Dvkunion

**Name of the Vulnerable Software and Affected Versions** Laf versions 1.0.0-beta.13 and prior **Description** Laf is a cloud development platform that uses communication with k8s to quickly retrieve logs from the container without the need for additional storage. However, the interface does not verify the permissions of the pod, which allows authenticated users to obtain any pod logs under the same namespace through this method, thereby obtaining sensitive information printed in the logs. **Recommendations** For versions 1.0.0-beta.13 and prior, as a temporary workaround, consider restricting access to the log retrieval interface to minimize the risk of exploitation. At the moment, there is no information about a newer version that contains a fix for this vulnerability.
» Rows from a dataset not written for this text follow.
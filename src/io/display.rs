//! Event table display
//!
//! Periodically reads rows appended to the event log since the last refresh
//! and logs them, one line per event.

use crate::services::event_log::EventLogReader;
use crate::services::registry::RegistryView;
use std::time::Duration;
use tokio::sync::watch;
use tracing::info;

/// Rendered rows appended since `cursor`, and the new cursor
pub fn collect_new_rows(reader: &EventLogReader, cursor: usize) -> (Vec<String>, usize) {
    let events = reader.snapshot_from(cursor);
    let next = cursor + events.len();
    (events.iter().map(|e| e.describe()).collect(), next)
}

/// Log new event rows every `refresh_secs` until shutdown
pub async fn run_event_table(
    reader: EventLogReader,
    regions: RegistryView,
    refresh_secs: u64,
    mut shutdown: watch::Receiver<bool>,
) {
    let mut interval = tokio::time::interval(Duration::from_secs(refresh_secs.max(1)));
    let mut cursor = 0usize;

    loop {
        tokio::select! {
            _ = interval.tick() => {
                let (rows, next) = collect_new_rows(&reader, cursor);
                for (offset, row) in rows.iter().enumerate() {
                    info!(row = %(cursor + offset), regions = %regions.len(), "{}", row);
                }
                cursor = next;
            }
            _ = shutdown.changed() => {
                if *shutdown.borrow() {
                    // Flush anything that landed after the last tick
                    let (rows, _) = collect_new_rows(&reader, cursor);
                    for row in rows {
                        info!("{}", row);
                    }
                    break;
                }
            }
        }
    }
}

#[cfg(test)]
mod tests {
    use super::*;
    use crate::domain::events::MonitoringEvent;
    use crate::services::event_log::EventLog;

    #[test]
    fn test_collect_new_rows_advances_cursor() {
        let mut log = EventLog::new();
        let reader = log.reader();
        log.append(MonitoringEvent::Entered { region_id: "home".into(), ts: 0 });

        let (rows, cursor) = collect_new_rows(&reader, 0);
        assert_eq!(rows, vec!["did Enter region: home at 1970-01-01T00:00:00.000Z".to_string()]);
        assert_eq!(cursor, 1);

        let (rows, cursor) = collect_new_rows(&reader, cursor);
        assert!(rows.is_empty());
        assert_eq!(cursor, 1);

        log.append(MonitoringEvent::MonitoringFailed {
            region_id: None,
            ts: 0,
            error: "denied".to_string(),
        });
        let (rows, cursor) = collect_new_rows(&reader, cursor);
        assert_eq!(
            rows,
            vec!["monitoring did fail for region: Unknown at 1970-01-01T00:00:00.000Z: denied"
                .to_string()]
        );
        assert_eq!(cursor, 2);
    }
}
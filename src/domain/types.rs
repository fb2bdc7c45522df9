//! Shared types for the geofence monitor

use serde::{Deserialize, Serialize};
use std::time::{SystemTime, UNIX_EPOCH};
use thiserror::Error;

/// Mean Earth radius used for great-circle distances (meters)
const EARTH_RADIUS_M: f64 = 6_371_008.8;

/// Get current epoch milliseconds
#[inline]
pub fn epoch_ms() -> u64 {
    SystemTime::now().duration_since(UNIX_EPOCH).unwrap_or_default().as_millis() as u64
}

/// Newtype wrapper for region identifiers to provide type safety
#[derive(Debug, Clone, PartialEq, Eq, Hash, PartialOrd, Ord, Serialize, Deserialize)]
#[serde(transparent)]
pub struct RegionId(pub String);

impl RegionId {
    pub fn as_str(&self) -> &str {
        &self.0
    }
}

impl std::fmt::Display for RegionId {
    fn fmt(&self, f: &mut std::fmt::Formatter<'_>) -> std::fmt::Result {
        write!(f, "{}", self.0)
    }
}

impl From<&str> for RegionId {
    fn from(s: &str) -> Self {
        RegionId(s.to_string())
    }
}

impl From<String> for RegionId {
    fn from(s: String) -> Self {
        RegionId(s)
    }
}

/// Errors raised when constructing an invalid region
#[derive(Debug, Clone, PartialEq, Error)]
pub enum RegionError {
    #[error("radius must be a positive number of meters, got {0}")]
    InvalidRadius(f64),
    #[error("latitude must be within [-90, 90], got {0}")]
    InvalidLatitude(f64),
    #[error("longitude must be within [-180, 180], got {0}")]
    InvalidLongitude(f64),
    #[error("region identifier must not be empty")]
    EmptyIdentifier,
}

/// WGS84 coordinate in decimal degrees
#[derive(Debug, Clone, Copy, PartialEq, Serialize, Deserialize)]
pub struct Coordinate {
    pub lat: f64,
    pub lon: f64,
}

impl Coordinate {
    #[inline]
    pub fn new(lat: f64, lon: f64) -> Self {
        Self { lat, lon }
    }

    /// Check the coordinate lies on the globe
    pub fn validate(&self) -> Result<(), RegionError> {
        if !(-90.0..=90.0).contains(&self.lat) {
            return Err(RegionError::InvalidLatitude(self.lat));
        }
        if !(-180.0..=180.0).contains(&self.lon) {
            return Err(RegionError::InvalidLongitude(self.lon));
        }
        Ok(())
    }

    /// Great-circle (haversine) distance in meters
    pub fn distance_to(&self, other: &Coordinate) -> f64 {
        let (lat1, lat2) = (self.lat.to_radians(), other.lat.to_radians());
        let dlat = lat2 - lat1;
        let dlon = (other.lon - self.lon).to_radians();

        let a = (dlat / 2.0).sin().powi(2) + lat1.cos() * lat2.cos() * (dlon / 2.0).sin().powi(2);
        2.0 * EARTH_RADIUS_M * a.sqrt().atan2((1.0 - a).sqrt())
    }
}

impl std::fmt::Display for Coordinate {
    fn fmt(&self, f: &mut std::fmt::Formatter<'_>) -> std::fmt::Result {
        write!(f, "{:.6},{:.6}", self.lat, self.lon)
    }
}

/// Circular monitored area
///
/// Immutable once built. Construction validates the center and radius, so
/// every `GeoRegion` in the system satisfies `radius_m > 0`.
#[derive(Debug, Clone, PartialEq, Serialize)]
pub struct GeoRegion {
    id: RegionId,
    center: Coordinate,
    radius_m: f64,
}

impl GeoRegion {
    pub fn new(
        id: impl Into<RegionId>,
        center: Coordinate,
        radius_m: f64,
    ) -> Result<Self, RegionError> {
        let id = id.into();
        if id.0.trim().is_empty() {
            return Err(RegionError::EmptyIdentifier);
        }
        if !radius_m.is_finite() || radius_m <= 0.0 {
            return Err(RegionError::InvalidRadius(radius_m));
        }
        center.validate()?;

        Ok(Self { id, center, radius_m })
    }

    /// Region whose identifier is derived from the center coordinate text
    pub fn at_center(center: Coordinate, radius_m: f64) -> Result<Self, RegionError> {
        Self::new(center.to_string(), center, radius_m)
    }

    pub fn id(&self) -> &RegionId {
        &self.id
    }

    pub fn center(&self) -> Coordinate {
        self.center
    }

    pub fn radius_m(&self) -> f64 {
        self.radius_m
    }
}

/// A single reported device position (a "fix")
#[derive(Debug, Clone, Copy, PartialEq, Serialize, Deserialize)]
pub struct Position {
    pub lat: f64,
    pub lon: f64,
    /// Horizontal accuracy radius in meters
    pub accuracy_m: f64,
    /// Epoch milliseconds
    pub ts: u64,
}

impl Position {
    pub fn coordinate(&self) -> Coordinate {
        Coordinate::new(self.lat, self.lon)
    }
}

/// Location authorization status as reported by the platform
#[derive(Debug, Clone, Copy, PartialEq, Eq, Serialize, Deserialize)]
#[serde(rename_all = "snake_case")]
pub enum AuthorizationStatus {
    NotDetermined,
    Denied,
    Restricted,
    AuthorizedWhenInUse,
    AuthorizedAlways,
}

impl AuthorizationStatus {
    #[inline]
    pub fn is_authorized(&self) -> bool {
        matches!(self, AuthorizationStatus::AuthorizedWhenInUse | AuthorizationStatus::AuthorizedAlways)
    }

    pub fn as_str(&self) -> &'static str {
        match self {
            AuthorizationStatus::NotDetermined => "not_determined",
            AuthorizationStatus::Denied => "denied",
            AuthorizationStatus::Restricted => "restricted",
            AuthorizationStatus::AuthorizedWhenInUse => "authorized_when_in_use",
            AuthorizationStatus::AuthorizedAlways => "authorized_always",
        }
    }
}

impl std::str::FromStr for AuthorizationStatus {
    type Err = String;

    fn from_str(s: &str) -> Result<Self, Self::Err> {
        Ok(match s {
            "not_determined" => AuthorizationStatus::NotDetermined,
            "denied" => AuthorizationStatus::Denied,
            "restricted" => AuthorizationStatus::Restricted,
            "authorized_when_in_use" => AuthorizationStatus::AuthorizedWhenInUse,
            "authorized_always" => AuthorizationStatus::AuthorizedAlways,
            other => return Err(format!("unknown authorization status: {other}")),
        })
    }
}

#[cfg(test)]
mod tests {
    use super::*;

    #[test]
    fn test_region_rejects_non_positive_radius() {
        let center = Coordinate::new(10.0, 20.0);
        assert_eq!(GeoRegion::new("home", center, 0.0), Err(RegionError::InvalidRadius(0.0)));
        assert_eq!(GeoRegion::new("home", center, -5.0), Err(RegionError::InvalidRadius(-5.0)));
        assert!(GeoRegion::new("home", center, f64::NAN).is_err());
        assert!(GeoRegion::new("home", center, 200.0).is_ok());
    }

    #[test]
    fn test_region_rejects_bad_center() {
        assert_eq!(
            GeoRegion::new("x", Coordinate::new(91.0, 0.0), 10.0),
            Err(RegionError::InvalidLatitude(91.0))
        );
        assert_eq!(
            GeoRegion::new("x", Coordinate::new(0.0, -180.5), 10.0),
            Err(RegionError::InvalidLongitude(-180.5))
        );
        assert_eq!(
            GeoRegion::new("  ", Coordinate::new(0.0, 0.0), 10.0),
            Err(RegionError::EmptyIdentifier)
        );
    }

    #[test]
    fn test_identifier_derived_from_center() {
        let region = GeoRegion::at_center(Coordinate::new(10.0, 20.5), 200.0).unwrap();
        assert_eq!(region.id().as_str(), "10.000000,20.500000");
        assert_eq!(region.radius_m(), 200.0);
    }

    #[test]
    fn test_distance_to() {
        let a = Coordinate::new(0.0, 0.0);
        let b = Coordinate::new(0.0, 1.0);
        // One degree of longitude at the equator is ~111.2 km
        let d = a.distance_to(&b);
        assert!((d - 111_195.0).abs() < 100.0, "distance was {d}");
        assert_eq!(a.distance_to(&a), 0.0);
    }

    #[test]
    fn test_authorization_status_from_str() {
        assert_eq!(
            "authorized_always".parse::<AuthorizationStatus>().unwrap(),
            AuthorizationStatus::AuthorizedAlways
        );
        assert!(!AuthorizationStatus::Restricted.is_authorized());
        assert!(AuthorizationStatus::AuthorizedWhenInUse.is_authorized());
        assert!("sometimes".parse::<AuthorizationStatus>().is_err());
    }
}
**Name of the Vulnerable Software and Affected Versions** Laf versions prior to 1.0.0-beta.13 **Description** Laf is a cloud development platform where the control of LAF app environment variables is not strict enough, potentially leading to sensitive information leakage in secret and configmap. This issue arises in certain scenarios of privatization environment. The problem occurs when an object directly references another object in ES6 syntax, and the entire object structure is integrated intact. Sensitive information can be read through the k8s envFrom field, especially when `namespaceConf.fixed` is marked in a privatization environment. **Recommendations** For versions prior to 1.0.0-beta.13, as a temporary workaround, consider restricting access to sensitive information in the secret and configmap to minimize the risk of exploitation. Avoid using the `envFrom` field in the k8s configuration until the issue is resolved. At the moment, there is no information about a newer version that contains a fix for this vulnerability.

**Name of the Vulnerable Software and Affected Versions** Sealos versions 4.2.0 and prior **Description** Sealos, a Cloud Operating System for managing cloud-native applications, has a permission flaw in its billing system. This flaw allows users to control the recharge resource account via the `sealos.io/v1/Payment` endpoint, enabling them to recharge any amount of 1 renminbi (RMB). The charging interface may expose resource information, and the namespace of this custom resource is under the user's control, potentially allowing permission to correct it. **Recommendations** For Sealos versions 4.2.0 and prior, at the moment, there is no information about a newer version that contains a fix for this vulnerability. As a temporary workaround, consider restricting access to the `sealos.io/v1/Payment` endpoint to minimize the risk of exploitation. Additionally, avoid using the custom resource associated with this endpoint until the issue is resolved.

**Name of the Vulnerable Software and Affected Versions** Sealos versions prior to 4.2.1-rc4 **Description** The issue is related to an improper configuration of role-based access control (RBAC) permissions in Sealos, an open-source cloud operating system distribution based on the Kubernetes kernel. This configuration flaw allows an attacker to obtain cluster control permissions, potentially controlling the entire cluster, hundreds of pods, and other resources within the cluster. The estimated number of potentially affected devices is not specified. **Recommendations** For Sealos versions prior to 4.2.1-rc4, upgrade to version 4.2.1-rc4 or later to address the issue. As a temporary workaround, consider restricting access to RBAC permissions to minimize the risk of exploitation. There are no known workarounds for this issue other than upgrading to the fixed version.